Roy Oxlade | |
---|---|
Born |
13 January 1929 Tottenham, England |
Died | 15 February 2014 (aged 85) |
Occupation | English painter |
Roy Oxlade (13 January 1929 – 15 February 2014) was an English painter, writer on art, and an art educator.
Roy Oxlade was born in Tottenham, England to Emily and William Oxlade. He was educated at the Bromley School of Art and Goldsmiths in London, and was a student of David Bomberg for two years at the Borough Polytechnic. He received his PhD from the Royal College of Art. His PhD thesis was on David Bomberg and titled, Bomberg and the Borough: An Approach to Drawing.
While studying at Goldsmiths, Oxlade met the painter, Rose Wylie, a fellow student, and they married in 1957.
Since 1985, Oxlade has had major solo exhibitions at the Odette Gilbert Gallery, Reed's Wharf Gallery, and the Art Space Gallery; all in the London area.

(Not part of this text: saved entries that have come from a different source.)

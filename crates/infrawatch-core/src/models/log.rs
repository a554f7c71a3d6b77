//! 애플리케이션 로그 모델.

use super::null_default;
use serde::{Deserialize, Serialize};
use std::fmt;

/// 로그 레벨
#[derive(Debug, Clone, Copy, Default, PartialEq, Eq, Hash, PartialOrd, Ord, Serialize, Deserialize)]
#[serde(rename_all = "UPPERCASE")]
pub enum LogLevel {
    Debug,
    #[default]
    Info,
    #[serde(alias = "WARN")]
    Warning,
    Error,
    Critical,
    /// 목록에 없는 레벨 (예: "FATAL")
    #[serde(other)]
    Unknown,
}

impl LogLevel {
    /// 백엔드 쿼리 값
    pub fn as_str(self) -> &'static str {
        match self {
            LogLevel::Debug => "DEBUG",
            LogLevel::Info => "INFO",
            LogLevel::Warning => "WARNING",
            LogLevel::Error => "ERROR",
            LogLevel::Critical => "CRITICAL",
            LogLevel::Unknown => "UNKNOWN",
        }
    }

    pub fn parse(value: &str) -> Option<Self> {
        match value.trim().to_ascii_uppercase().as_str() {
            "DEBUG" => Some(LogLevel::Debug),
            "INFO" => Some(LogLevel::Info),
            "WARNING" | "WARN" => Some(LogLevel::Warning),
            "ERROR" => Some(LogLevel::Error),
            "CRITICAL" => Some(LogLevel::Critical),
            _ => None,
        }
    }
}

impl fmt::Display for LogLevel {
    fn fmt(&self, f: &mut fmt::Formatter<'_>) -> fmt::Result {
        f.write_str(self.as_str())
    }
}

/// 로그 한 줄 (읽기 전용, 백엔드 페이지네이션)
#[derive(Debug, Clone, Default, PartialEq, Serialize, Deserialize)]
pub struct LogEntry {
    /// MongoDB `_id` 또는 `id`
    #[serde(alias = "_id", default)]
    pub id: String,
    #[serde(default, deserialize_with = "null_default::deserialize")]
    pub timestamp: String,
    #[serde(default, deserialize_with = "null_default::deserialize")]
    pub level: LogLevel,
    #[serde(default, deserialize_with = "null_default::deserialize")]
    pub message: String,
    /// 로거 이름 (`source`로 오는 경우도 있음)
    #[serde(alias = "source", default, deserialize_with = "null_default::deserialize")]
    pub logger: String,
    #[serde(default, deserialize_with = "null_default::deserialize")]
    pub environment: String,
    #[serde(default, deserialize_with = "null_default::deserialize")]
    pub server: String,
    #[serde(default, deserialize_with = "null_default::deserialize")]
    pub app_name: String,
    #[serde(default, skip_serializing_if = "Option::is_none")]
    pub exception_type: Option<String>,
    #[serde(default, skip_serializing_if = "Option::is_none")]
    pub exception_message: Option<String>,
    #[serde(default, skip_serializing_if = "Option::is_none")]
    pub stacktrace: Option<String>,
}

impl LogEntry {
    /// 예외 정보가 포함된 로그인지
    pub fn has_exception(&self) -> bool {
        self.exception_type.is_some() || self.stacktrace.is_some()
    }
}

/// `/combined_logs` 응답 항목 (`{ "log": {...} }` 래핑)
#[derive(Debug, Clone, Serialize, Deserialize)]
pub struct CombinedLogItem {
    pub log: LogEntry,
}
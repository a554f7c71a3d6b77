//! 성능 요약 캐시.
//!
//! `summary-{environment}-{app}` 키에 `{ summary, timestamp }` JSON을 저장한다.
//! `now - timestamp < ttl`일 때만 적중. 저장된 값이 깨져 있으면 미스로 취급한다.

use infrawatch_core::error::CoreError;
use infrawatch_core::filter::Selection;
use infrawatch_core::ports::local_store::LocalStore;
use serde::{Deserialize, Serialize};
use std::sync::Arc;
use std::time::Duration;
use tracing::{debug, warn};

/// 기본 유효 기간 (5분)
pub const DEFAULT_TTL: Duration = Duration::from_millis(300_000);

/// 저장 형식
#[derive(Debug, Clone, PartialEq, Serialize, Deserialize)]
pub struct CachedSummary {
    pub summary: String,
    /// 저장 시각 (epoch ms)
    pub timestamp: i64,
}

/// 캐시 키
pub fn cache_key(selection: &Selection) -> String {
    format!("summary-{selection}")
}

/// 현재 시각 (epoch ms)
pub fn now_millis() -> i64 {
    chrono::Utc::now().timestamp_millis()
}

/// 요약 캐시
#[derive(Clone)]
pub struct SummaryCache {
    store: Arc<dyn LocalStore>,
    ttl_ms: i64,
}

impl SummaryCache {
    pub fn new(store: Arc<dyn LocalStore>) -> Self {
        Self::with_ttl(store, DEFAULT_TTL)
    }

    pub fn with_ttl(store: Arc<dyn LocalStore>, ttl: Duration) -> Self {
        Self {
            store,
            ttl_ms: i64::try_from(ttl.as_millis()).unwrap_or(i64::MAX),
        }
    }

    /// 유효한 캐시 요약 조회
    pub fn read(&self, selection: &Selection) -> Option<String> {
        self.read_at(selection, now_millis()).map(|hit| hit.summary)
    }

    /// 지정 시각 기준 조회
    pub fn read_at(&self, selection: &Selection, now_ms: i64) -> Option<CachedSummaryHit> {
        self.entry(selection)
            .filter(|entry| now_ms.saturating_sub(entry.timestamp) < self.ttl_ms)
            .map(|entry| CachedSummaryHit {
                summary: entry.summary,
                stored_at: entry.timestamp,
            })
    }

    /// 요약 저장 (현재 시각)
    pub fn write(&self, selection: &Selection, summary: &str) -> Result<(), CoreError> {
        self.write_at(selection, summary, now_millis())
    }

    /// 지정 시각으로 저장
    pub fn write_at(&self, selection: &Selection, summary: &str, now_ms: i64) -> Result<(), CoreError> {
        let entry = CachedSummary {
            summary: summary.to_string(),
            timestamp: now_ms,
        };
        let key = cache_key(selection);
        self.store.set(&key, &serde_json::to_string(&entry)?)?;
        debug!("요약 캐시 저장: {key}");
        Ok(())
    }

    /// 항목 삭제 (강제 새로고침)
    pub fn invalidate(&self, selection: &Selection) -> Result<(), CoreError> {
        self.store.remove(&cache_key(selection))
    }

    fn entry(&self, selection: &Selection) -> Option<CachedSummary> {
        let key = cache_key(selection);
        let raw = match self.store.get(&key) {
            Ok(Some(raw)) => raw,
            Ok(None) => return None,
            Err(e) => {
                warn!("요약 캐시 조회 실패: {key}: {e}");
                return None;
            }
        };
        match serde_json::from_str::<CachedSummary>(&raw) {
            Ok(entry) => Some(entry),
            Err(e) => {
                debug!("요약 캐시 항목 손상, 무시: {key}: {e}");
                None
            }
        }
    }
}

/// 캐시 적중 결과
#[derive(Debug, Clone, PartialEq, Eq)]
pub struct CachedSummaryHit {
    pub summary: String,
    /// 저장 시각 (epoch ms)
    pub stored_at: i64,
}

Oxlade is quoted in a 2013 exhibition review:
"Painting to me is like a room of the imagination. It’s up to me what I do with it. I choose its size and its materials – usually canvas and oil paint. At the beginning its relationships don’t amount to much – it’s a rectangle in a jumble of art history I relate to. There would not be much fun in leaving the room empty, a passive – one colour field – a blank canvas. And entirely abstract forms place too many restrictions on dialogue. So I have put in some other stuff, some characters, some actors – tables, pots, colours, easels, lamps, scribbles, figures and faces to interact with each other. I adjust the temperature, open the windows, shut the windows, throw things out, change the lighting."
In a written dialogue with the painter Marcus Reichert (November 2003) Oxlade said:
"Like poetry, painting’s got its own language of metaphor: I think of van Gogh’s The Night Café, a bowl of flowers by Rousseau, many Matisses: the aubergines still life in Grenoble, Music, the Red Dessert. Matisse sometimes managed to achieve wonderfully direct drawing within his painting like he does with the box of pencils in the Red Studio. Aren’t these paintings modernism? A rich vein, you could call it metaphorical modernism; it makes the rest of painting, ancient and modern, so much framed tedium. They’re a hundred years old, but that’s not so long in the scale of things. Do they mark the end of what’s possible? Spengler? Gombrich? We don’t need them to remind us; it’s obvious that ‘we’ve lost faith in our own culture’. The rush to abstraction was a diversion, the dismantling too fast; the dialogue dried up – in abstraction there were no metaphors to make. Philip Guston made a defiant counter-attack but just now the language of painting seems to be foreign. But when cat-walk art has finally imploded perhaps there can be a fresh and essentially evaluative look at metaphorical modernism. That could initiate a continuation of representational painting."